Analyse d'image
Degas : Jeunes Spartiates
par Henri Peyre
La cible
Nous entreprenons ici
l'étude d'une peinture de jeunesse de Degas
:
https://www.nationalgallery.org.uk/paintings/hilaire-germain-edgar-degas-young-spartans-exercising
Le titre de cette
œuvre de Degas est peu établi. On
peut trouver l'œuvre sous le nom de
l'éducation des spartiates, ou de
Petites filles spartiates
provoquant des garçons.
Edgar Degas était
très attaché à cette œuvre complexe,
réalisée vers 1860, dont il ne se
sépara jamais.
Nous reproduisons ci-dessous un
reflet de cette œuvre (pour ne pas
enfreindre les droits d'auteur).

Le tableau est
intéressant par l’impression que l’image est
particulièrement stylée et contrainte. Sa
richesse tient beaucoup à la gestuelle des
différents personnages. Le décryptage des
postures révèle du sens, explique les
impressions du spectateur et, conduit à son
terme, permet de mieux apprécier le tableau.
Composition et sens

Trois groupes de personnages sont
représentés, assez nettement détachés les
uns des autres :
- le groupe des filles,
- le groupe des garçons,
- le groupe des adultes.
Le premier coup d'œil, avec la perception de
ces groupes, fait penser au spectateur que le sujet du
tableau risque d'être celui des rapports entre ces
différents groupes.

A l'heure des études de genre, la question
vient tout de suite à l'esprit : qui domine
?
Les têtes des garçons sont placées au-dessus
de celles des filles (si l'on élimine de
l'analyse le premier des garçons) et
au-dessus de celles des adultes. La première
impression pourrait donc être que les
garçons sont dominants. Toutefois, un regard
sur les pieds révèle un étagement
perspectif, conduisant à reconnaître une
imbrication des plans des groupes de filles
et de garçons. Cette deuxième interprétation
ne laisse pas le garçon du premier plan
en-dehors de l'analyse, et est donc plus
intéressante :

2 plans sur les garçons encadrent le plan où
sont regroupées les filles, tandis
qu'adultes et fond de paysage jouent les
figurants dans le lointain.
L'action apparaît ainsi comme imbriquée dans
le sens de la profondeur du tableau, alors
qu'elle n'est pas imbriquée dans le sens
horizontal, chaque groupe étant nettement
isolé dans l'espace.
L'impression est donc que garçons et filles
qui sont nettement séparé sur la surface du
tableau ont à voir malgré tout dans la même
scène.

Un très grand nombre d'éléments jouant sur
des horizontales travaille à réunir les
acteurs de la pièce :
- Le ciel est indifférencié dans sa lumière,
de gauche à droite (alors que l'éclairage,
si l'on considère les ombres, vient du haut
gauche du tableau).
- Les lignes du paysage d'arrière-plan
portent de solides bases horizontales.
- Les regards qu'échangent les personnages
sont largement horizontaux.
-L'élément le plus fort de l'horizontalité
est le bras de la jeune fille, porté droit
vers le groupe de garçons.

L'extrémité du bras de la jeune fille arrive
au point le plus fort de la composition :
traditionnellement le croisement des deux
diagonales, centre du tableau, du regard du
peintre et du spectateur. Une conclusion
s'impose : les filles mènent l'action. Les
garçons ne dominent pas. On les provoque.
Et pourtant, en réalité, qui provoque ?

La nudité des garçons est complète, les
vêtements enlevés sont dans l'herbe ; tandis
que les filles sont à demi-nues, poitrine à
l'air. Les adultes de l'arrière-plan sont
eux tout à fait habillés.
Les garçons provoquent à la sexualité des
filles qui ne semblent pas indifférentes.

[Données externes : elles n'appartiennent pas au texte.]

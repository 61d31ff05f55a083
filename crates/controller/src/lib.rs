//! Warden controllers: event dispatch, worker pools and the aggregator that
//! runs several resource controllers under one stop signal.
//!
//! A [`ResourceController`] owns a watch cache, a change queue and a worker
//! pool for one kind. Cache events become keys on the queue; workers hand each
//! key to the kind's [`Reconciler`], retrying failures with backoff up to a
//! fixed ceiling.

#![forbid(unsafe_code)]

use std::time::Duration;

use warden_store::CacheError;

mod aggregator;
mod config;
mod controller;
mod dispatcher;
mod reconcile;
mod worker;

pub use aggregator::{Aggregator, ManagedController, SyncBarrier};
pub use config::{ConfigError, ControllerConfig};
pub use controller::ResourceController;
pub use dispatcher::EventDispatcher;
pub use reconcile::{reconciler_fn, FnReconciler, Reconciler};
pub use worker::WorkerPool;

#[derive(Debug, thiserror::Error)]
pub enum ControllerError {
    #[error("{controller}: caches did not sync within {timeout:?}")]
    SyncTimeout { controller: String, timeout: Duration },
    #[error("{0}: workers cannot start before the cache has synced")]
    NotSynced(String),
    #[error(transparent)]
    Cache(#[from] CacheError),
}
use std::sync::Arc;

use anyhow::anyhow;
use tokio::sync::watch;
use tokio::task::JoinSet;
use tokio_util::sync::CancellationToken;
use tracing::{error, info};
use warden_core::Object;

use crate::{ControllerError, ResourceController};

#[derive(Debug, Clone, Copy, Default)]
struct Arrivals {
    expected: usize,
    arrived: usize,
}

/// Opens once every registered controller has synced its cache.
#[derive(Clone)]
pub struct SyncBarrier {
    tx: Arc<watch::Sender<Arrivals>>,
}

impl Default for SyncBarrier {
    fn default() -> Self { Self::new(0) }
}

impl SyncBarrier {
    pub fn new(expected: usize) -> Self {
        let (tx, _) = watch::channel(Arrivals { expected, arrived: 0 });
        Self { tx: Arc::new(tx) }
    }

    /// Register one more participant.
    pub fn expect_one(&self) { self.tx.send_modify(|a| a.expected += 1); }

    pub fn arrive(&self, who: &str) {
        self.tx.send_modify(|a| a.arrived += 1);
        let a = *self.tx.borrow();
        info!(controller = who, synced = a.arrived, expected = a.expected, "controller joined sync barrier");
    }

    pub fn is_open(&self) -> bool {
        let a = *self.tx.borrow();
        a.arrived >= a.expected
    }

    pub fn expected(&self) -> usize { self.tx.borrow().expected }

    pub fn arrived(&self) -> usize { self.tx.borrow().arrived }

    pub async fn wait(&self) {
        let mut rx = self.tx.subscribe();
        // The sender lives in `self`, so the channel cannot close while waiting.
        let _ = rx.wait_for(|a| a.arrived >= a.expected).await;
    }
}

/// A controller the aggregator can run next to controllers of other kinds.
#[async_trait::async_trait]
pub trait ManagedController: Send + 'static {
    fn name(&self) -> &str;

    async fn run_managed(self: Box<Self>, workers: usize, stop: CancellationToken, barrier: SyncBarrier) -> Result<(), ControllerError>;
}

#[async_trait::async_trait]
impl<K: Object> ManagedController for ResourceController<K> {
    fn name(&self) -> &str { ResourceController::name(self) }

    async fn run_managed(self: Box<Self>, workers: usize, stop: CancellationToken, barrier: SyncBarrier) -> Result<(), ControllerError> {
        (*self).with_barrier(barrier).run(workers, stop).await
    }
}

/// Runs several controllers under one stop signal.
#[derive(Default)]
pub struct Aggregator {
    controllers: Vec<(Box<dyn ManagedController>, usize)>,
    barrier: SyncBarrier,
}

impl Aggregator {
    pub fn new() -> Self { Self::default() }

    pub fn add(&mut self, controller: impl ManagedController, workers: usize) -> &mut Self {
        self.barrier.expect_one();
        self.controllers.push((Box::new(controller), workers));
        self
    }

    pub fn with(mut self, controller: impl ManagedController, workers: usize) -> Self {
        self.add(controller, workers);
        self
    }

    pub fn len(&self) -> usize { self.controllers.len() }

    pub fn is_empty(&self) -> bool { self.controllers.is_empty() }

    /// Barrier that opens when every added controller has synced.
    pub fn barrier(&self) -> SyncBarrier { self.barrier.clone() }

    /// Run every controller until `stop` is cancelled and all have exited.
    ///
    /// A controller failure (cache sync timeout, cache start error) cancels
    /// `stop` for the others and is returned once they have shut down.
    pub async fn run(self, stop: CancellationToken) -> anyhow::Result<()> {
        info!(controllers = self.controllers.len(), "starting controllers");
        let mut set = JoinSet::new();
        for (controller, workers) in self.controllers {
            let name = controller.name().to_string();
            let stop = stop.clone();
            let barrier = self.barrier.clone();
            set.spawn(async move { (name, controller.run_managed(workers, stop, barrier).await) });
        }

        let mut failure: Option<anyhow::Error> = None;
        while let Some(joined) = set.join_next().await {
            let err = match joined {
                Ok((name, Ok(()))) => {
                    info!(controller = %name, "controller exited");
                    continue;
                }
                Ok((name, Err(e))) => {
                    error!(controller = %name, error = %e, "controller failed; stopping all controllers");
                    anyhow::Error::new(e).context(format!("controller {} failed", name))
                }
                Err(e) => {
                    error!(error = %e, "controller task aborted; stopping all controllers");
                    anyhow!("controller task aborted: {}", e)
                }
            };
            stop.cancel();
            failure.get_or_insert(err);
        }
        info!("all controllers stopped");
        failure.map_or(Ok(()), Err)
    }
}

La provocation sexuelle, objet du tableau,
est renforcée par ce personnage du premier
plan. Il est surnuméraire. Il y a 4 filles
d'un côté et 4 garçons plus lui de
l'autre. Par ailleurs, il présente une posture
bien étrange : à quatre pattes comme un
animal.
Dans ce petit jeu dont on voit parfaitement
où il va mener, qui provoque, qui désire,
qui tempère ? La position des mains des uns
et des autres est éloquente :
La fille du centre de l'image porte une main
complètement engagée à l'horizontale vers le
groupe des garçons, mais sa deuxième main
tournée vers le bas l'ancre malgré tout au
même endroit où elle est encore . Le jeune
garçon en bas à droite de l'image montre une
attirance bien plus grande pour le groupe
des filles : ses deux mains sont
complètement tournées vers elles. Rien ne
peut plus le retenir. Une deuxième fille,
dont on ne voit qu'une main tournée elle
aussi complètement vers les garçons, est
retenue à grand peine par la fille du fond,
dont la main visible retient l'élan de la
précédente. La dernière fille à gauche n'est
pas disposée à bouger : ses mains pointent
également plutôt vers le bas et de façon
symétrique par rapport à la verticale. Deux
autres garçons présentent une main seule
tournée vers les filles. Ils sont plutôt
décidés à y aller. Un troisième ne montre ni
ses mains ni ses intentions. Le dernier
garçon lève deux mains symétriques et
neutres par rapport aux filles, mais c'est
pour mieux exhiber son sexe offert aux
jeunes femmes.
Conclusion
On peut discuter du
titre de cette œuvre à la lueur des quelques
éléments fondamentaux repérés. Il ne nous
semble pas qu'un titre comme Petites filles spartiates
provoquant des garçons ne soit très
juste. Les garçons ne sont pas nus par
hasard. Ce sont eux les provocateurs. Deux
filles sont fortement tentées comme leurs
mains l'indiquent. Mais le plus excité de
tous est bien ce personnage aux deux mains
tendus vers les filles qui est au premier
plan dans une posture animale. C'est lui,
malgré tout, qui donne le sens de ce tableau
où, à première vue, le bras de la fille jouait
le rôle le plus actif. Il est le personnage
le plus avide qui révèle le mieux ce qui est
en cause dans ce tableau étrange où les
groupes semblaient séparés. La sexualité des
garçons s'exerce en moteur, dans un schéma
d'offrande. Les filles décident et le
tableau montre le moment de la décision avec
ce bras levé de la fille au croisement des
diagonales.
La gestuelle très
travaillée semble bien
classique. Mais le classicisme artistique et
sa maîtrise ne font que souligner par
opposition les contraintes et la violence
d'un instinct toujours prêt à se libérer.